Y está totalmente comprobado, no se si científicamente, pero comprobado, hablado y requetehablado si que ha estado por todos los magos que utilizamos HI.

----------


## GermánK

Encargué a una tienda china una imitación del Tarantula. Cuando me llegue les contaré el fiasco, pero quería ver qué tan mal hecho estaba.

----------


## navarescandela

> Encargué a una tienda china una imitación del Tarantula. Cuando me llegue les contaré el fiasco, pero quería ver qué tan mal hecho estaba.


HI malo, motor peor y a saber como será la activación...

Si el tarántula no es ninguna maravilla, prepárate con la imitación jaja

----------


## Lukan

El tarántula es lo que es y tiene sus ventajas y sus inconvenientes, como casi todo... Mi recomendación, si sirve de algo que lo dudo muuchoo jejeje, es empezar con loops o reel, con un reel simple se pueden hacer cosas muy chulas. Ahora, que con el tarántula bien manejado esas cosas que haces con el reel se pueden mejorar...

Saludos!

----------


## Lopi

Ýo lo tengo y se me rompio los dos cablecitos que tiene pegado a la pila lo tengo que soldar un poquillo frágil si es eh pero es muy buen gimmick

----------


## Turkana

se que el post igual esta muerto ,pero lo "reactivo" para dar mis impresiones de este artilugio ,si que es verdad que es muy buen gimmick ,pero le doy toda la razon a Ravenous ,que antes de empezar con tarantula o spider pen ,se debe trastear con HI y acostumbrarnos a buscar la luz y sombra para trabajar con ella ,que basicamente es el todo del hilo invisible.Sobre lo de usar ropa negra ,jamas ,si acaso gris pardo,pero lo ideal es que sea ropa estampada ,algun chalequillo tipo rallas o asi y es imposible verlo,ya es como todo ,si quieres complicarte tu mismo,yo la uso para levitaciones en shows infantiles ,por lo que tampoco tengo un publico muy exigente,y es mas cuando salgo con amigos cuando realmente fardo con ella y otros gimmicks rapidos del estilo  :Smile1:  la mia la modifique para usar una bateria mas pequeña ,al fin y al cabo con que dure durante el espectaculo te sobra y ganas en comodidad , lo que no consigo es recargar los reel sin que se suelten y acaben enrrollandose ,por lo que debo tragar comprando repuestos originales...un coñazo y caro!! (se aceptan consejos jejejej)

----------


## MagDani

> yo la uso para levitaciones en shows infantiles ,por lo que tampoco tengo un publico muy exigente,


Hola Turkana...Aqui lo dices todo sobre ti

El publico infantil es con diferencia el publico mas exigente que hay. Si ven un hilo te lo van a decir, si ven una carta te lo van a decir y si conocen el juego te lo van a gritar y si ven una pelota en tu mano saltaran de sus asientos subirán a tu escenario y te gritaran a la cara que tienes una pelota escondida. Así de exigente es el publico infantil.. hazlo perfecto o no lo hagas.
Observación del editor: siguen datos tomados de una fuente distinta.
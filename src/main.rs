#![deny(clippy::unwrap_used)]

use clap::{arg, command, value_parser};
use std::io::ErrorKind;
use std::process::exit;
use std::{thread, time::Duration};
use tracing_subscriber::EnvFilter;

use u2000ctrl::measurement::Reading;
use u2000ctrl::proto::{ProtoError, Result};
use u2000ctrl::{
    DisplayUnit, Identity, NativeResourceManager, PowerSensor, SensorConfig, ZeroReference,
    DEFAULT_BAUDRATE, DEFAULT_RESOURCE,
};

fn main() {
    let matches = command!() // requires `cargo` feature
        .arg(
            arg!(
                -r --resource <RESOURCE> "VISA resource of the power sensor"
            )
            .env("U2000_RESOURCE")
            .default_value(DEFAULT_RESOURCE)
            .required(false),
        )
        .arg(arg!(
            -d --debug ... "Turn debugging information on"
        ))
        .arg(
            arg!(
                -b --baudrate <BAUDRATE> "Baudrate for serial resources"
            )
            .default_value(DEFAULT_BAUDRATE.to_string())
            .value_parser(value_parser!(u32)),
        )
        .arg(
            arg!(
                -t --timeout <MS> "Response timeout in milliseconds"
            )
            .default_value("5000")
            .value_parser(value_parser!(u64)),
        )
        .arg(
            arg!(
                --settle <SECONDS> "Time to wait for auto-zero to finish"
            )
            .default_value("5")
            .value_parser(value_parser!(u64)),
        )
        .subcommand(clap::Command::new("ident").about("Sensor identification"))
        .subcommand(
            clap::Command::new("measure")
                .about("Measure power")
                .arg(
                    arg!(-u --unit <UNIT> "Display unit, dBm or mW")
                        .default_value("dBm")
                        .value_parser(value_parser!(DisplayUnit)),
                )
                .arg(
                    arg!(-n --count <COUNT> "Number of readings, 0 runs until interrupted")
                        .default_value("1")
                        .value_parser(value_parser!(u64)),
                )
                .arg(
                    arg!(-i --interval <MS> "Delay between readings in milliseconds")
                        .default_value("1000")
                        .value_parser(value_parser!(u64)),
                ),
        )
        .subcommand(
            clap::Command::new("calibrate").about("Auto-zero calibration").arg(
                arg!(<reference> "Zero reference, internal or external")
                    .value_parser(value_parser!(ZeroReference)),
            ),
        )
        .subcommand(
            clap::Command::new("unit")
                .about("Display unit")
                .arg(arg!(<unit> "Set display unit, dBm or mW").value_parser(value_parser!(DisplayUnit))),
        )
        .subcommand_required(true)
        .get_matches();

    init_logging(matches.get_count("debug"));

    let resource = matches
        .get_one::<String>("resource")
        .map(String::as_str)
        .unwrap_or(DEFAULT_RESOURCE);

    match handle_args(resource, &matches) {
        Ok(()) => {}
        Err(e) => {
            match e {
                ProtoError::Serial(err) => {
                    if err.kind() == tokio_serial::ErrorKind::NoDevice
                        || matches!(err.kind(), tokio_serial::ErrorKind::Io(ErrorKind::NotFound))
                    {
                        eprintln!("{}: File not found", resource);
                    } else {
                        eprintln!("I/O Error: {} [resource: {}]", err, resource);
                    }
                }
                ProtoError::Io(err) => {
                    if err.kind() == ErrorKind::NotFound {
                        eprintln!("{}: File not found", resource);
                    } else {
                        eprintln!("I/O Error: {} [resource: {}]", err, resource);
                    }
                }
                ProtoError::Connection { resource, reason } => {
                    eprintln!("Unable to connect to {}: {}", resource, reason);
                }
                ProtoError::Timeout(timeout) => {
                    eprintln!(
                        "Sensor did not respond within {} ms, is it connected and powered?",
                        timeout.as_millis()
                    );
                }
                ProtoError::Abort | ProtoError::Closed => {
                    eprintln!("Failed to communicate with sensor, aborting!");
                }
                ProtoError::InvalidArgument(msg) => {
                    eprintln!("{}", msg);
                }
                ProtoError::Parse { response, .. } => {
                    eprintln!(
                        "Received an unexpected response from sensor: {:?}, aborting!",
                        response
                    );
                }
            }
            exit(-1);
        }
    }
}

fn init_logging(verbosity: u8) {
    let level = match verbosity {
        0 => "warn",
        1 => "info",
        2 => "debug",
        _ => "trace",
    };
    let filter = EnvFilter::try_from_default_env().unwrap_or_else(|_| EnvFilter::new(level));
    tracing_subscriber::fmt()
        .with_env_filter(filter)
        .with_writer(std::io::stderr)
        .init();
}

fn handle_args(resource: &str, matches: &clap::ArgMatches) -> Result<()> {
    let baud_rate = matches
        .get_one::<u32>("baudrate")
        .unwrap_or(&DEFAULT_BAUDRATE);
    let defaults = SensorConfig::default();
    let config = defaults
        .with_command_timeout(
            matches
                .get_one::<u64>("timeout")
                .map(|ms| Duration::from_millis(*ms))
                .unwrap_or(defaults.command_timeout),
        )
        .with_settle_duration(
            matches
                .get_one::<u64>("settle")
                .map(|secs| Duration::from_secs(*secs))
                .unwrap_or(defaults.settle_duration),
        );

    let rm = NativeResourceManager::new()?.with_baud_rate(*baud_rate);
    let mut sensor = PowerSensor::with_manager(rm, resource, config)?;

    let result = sensor
        .identify()
        .map(|ident| eprintln!("Connected to: {}\n", ident))
        .and_then(|()| run(&mut sensor, matches));
    let closed = sensor.close();
    result.and(closed)
}

fn run(sensor: &mut PowerSensor, matches: &clap::ArgMatches) -> Result<()> {
    match matches.subcommand() {
        // Sensor ID
        Some(("ident", _args)) => {
            let ident = sensor.identify()?;
            match ident.parse::<Identity>() {
                Ok(id) => {
                    println!("Manufacturer: {}", id.manufacturer);
                    println!("Model: {}", id.model);
                    println!("Serial: {}", id.serial);
                    println!("Firmware: {}", id.firmware);
                }
                Err(_) => println!("Identity: {}", ident),
            }
        }
        // Power measurement
        Some(("measure", args)) => {
            let unit = *args
                .get_one::<DisplayUnit>("unit")
                .unwrap_or(&DisplayUnit::Dbm);
            let count = *args.get_one::<u64>("count").unwrap_or(&1);
            let interval = Duration::from_millis(*args.get_one::<u64>("interval").unwrap_or(&1000));

            sensor.set_unit(unit)?;
            let mut taken = 0;
            loop {
                let reading = Reading::from_raw(sensor.measure_power()?, unit);
                println!("{}  {}", reading.pretty_ts(), reading);
                taken += 1;
                if count != 0 && taken >= count {
                    break;
                }
                thread::sleep(interval);
            }
        }
        // Auto-zero
        Some(("calibrate", args)) => {
            let reference = *args
                .get_one::<ZeroReference>("reference")
                .unwrap_or(&ZeroReference::Internal);
            eprintln!(
                "Running {} auto-zero, waiting {} s ...",
                reference,
                sensor.config().settle_duration.as_secs()
            );
            sensor.calibrate_zero(reference)?;
            match reference {
                ZeroReference::Internal => println!("Internal calibration completed."),
                ZeroReference::External => println!("External calibration completed."),
            }
        }
        // Display unit
        Some(("unit", args)) => {
            if let Some(unit) = args.get_one::<DisplayUnit>("unit") {
                sensor.set_unit(*unit)?;
                println!("OK");
            }
        }
        _ => {
            unreachable!("subcommand is required")
        }
    }

    Ok(())
}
Ahora volviendo al spider.. yo tengo uno desde hace años guardado en un cajón, el otro dia hablando con Renar me lo recordó y lo desempolvé pero después de años en la magia, y trabajando como profesional independiente y junto con Magofilia (la compañia de Magia que hemos fundado) .. aun no lo he usado en publico nunca, nunca, demasiadas posibilidades de fallo para que suceda en un escenario.. no me convence y muy posiblemente es solo por falta de confianza, pero se me ha roto el hilo mil veces la pila pierde fuerza.. no se... un juguete caro para tener en el cajón.

Ahora me he puesto a ensayar de nuevo... no se quizás algún día le pierda el respeto a este bicho

----------


## Tovaric

Es más, aunque no sepan como va el truco, los niños van a soltar cualquer cosa que les pase por la imaginación, así que imagínate si ven algo sospechoso. Se te tirarán al cuello. De lo último que me han dicho ha sido que utilizaba unos cables para manejar un ratón fabricado con un pañuelo y que parece que tiene vida propia. Nada más lejos de la realidad, ya que se maneja manualmente sin ningún tipo de artilugio o gimmick, pero ellos si ven algo que no les cuadra, intentan buscar alguna explicación lógica.
Otra cosa es que en la actuación aunque te digan cosas, pues pases de ellos y sigas como si tal cosa. Pero si te dicen algo que en realidad es verdad, es que todavía no está lo suficientemente trabajado como para presentarlo.

Un saludo

----------


## Turkana

En ese aspecto os doy toda la razón , y mas bien creo que me habeis malinterpretado cuando he dicho lo de publico poco exigente (de hecho como decis ,es el mas exigente) , me referia a que a un crio ,puedes encarrilarlo por una historia de fantasia ,durante la cual ,realizas estos gimmiks a distancia como parte de la historia ,mas que un mero truco a palo seco ,donde el crio esta mas pendiente de lo que haces que de la historia , en cambio hacerlo a pocos centimetros de gente adulta y sin preludio ,como hace yigal mesika,ya requiere muucha mas destreza con dicho artilugio.

saludos!

no se porque pero el gimmik que mas sigue gustando a los crios por mas que lo repito ,es el de los "cutre-pulgares luminosos" jejejej estos pekes son la monda!!  :Smile1:  , me lo paso pipa con ellos.

----------